__Your goal__. Which of the lines in the data mention the string "repositories"? List them all.

─── Given records ───

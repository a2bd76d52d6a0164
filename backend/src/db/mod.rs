//! Storage behind the dashboard.
//!
//! ```text
//! ┌─────────────────────────────────────────────────────────┐
//! │  HTTP handlers / service layer                          │
//! └───────────────────┬─────────────────────────────────────┘
//!                     │  Arc<dyn FullRepository>
//! ┌───────────────────▼─────────────────────────────────────┐
//! │  Repository traits (KpiRepository, UserRepository)      │
//! └───────────────────┬─────────────────────────────────────┘
//!                     │
//! ┌───────────────────▼─────────────────────────────────────┐
//! │  LocalRepository (in-memory, seeded at construction)    │
//! └─────────────────────────────────────────────────────────┘
//! ```
//!
//! The store is built once by the caller and handed down explicitly; there
//! is no process-global instance.

pub mod repositories;
pub mod repository;

pub use repositories::LocalRepository;
pub use repository::{
    ErrorContext, FullRepository, KpiRepository, Merged, RepositoryError, RepositoryResult,
    UserRepository,
};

───

__Written answer__.
pub mod repositories;
pub use repositories::LocalRepository;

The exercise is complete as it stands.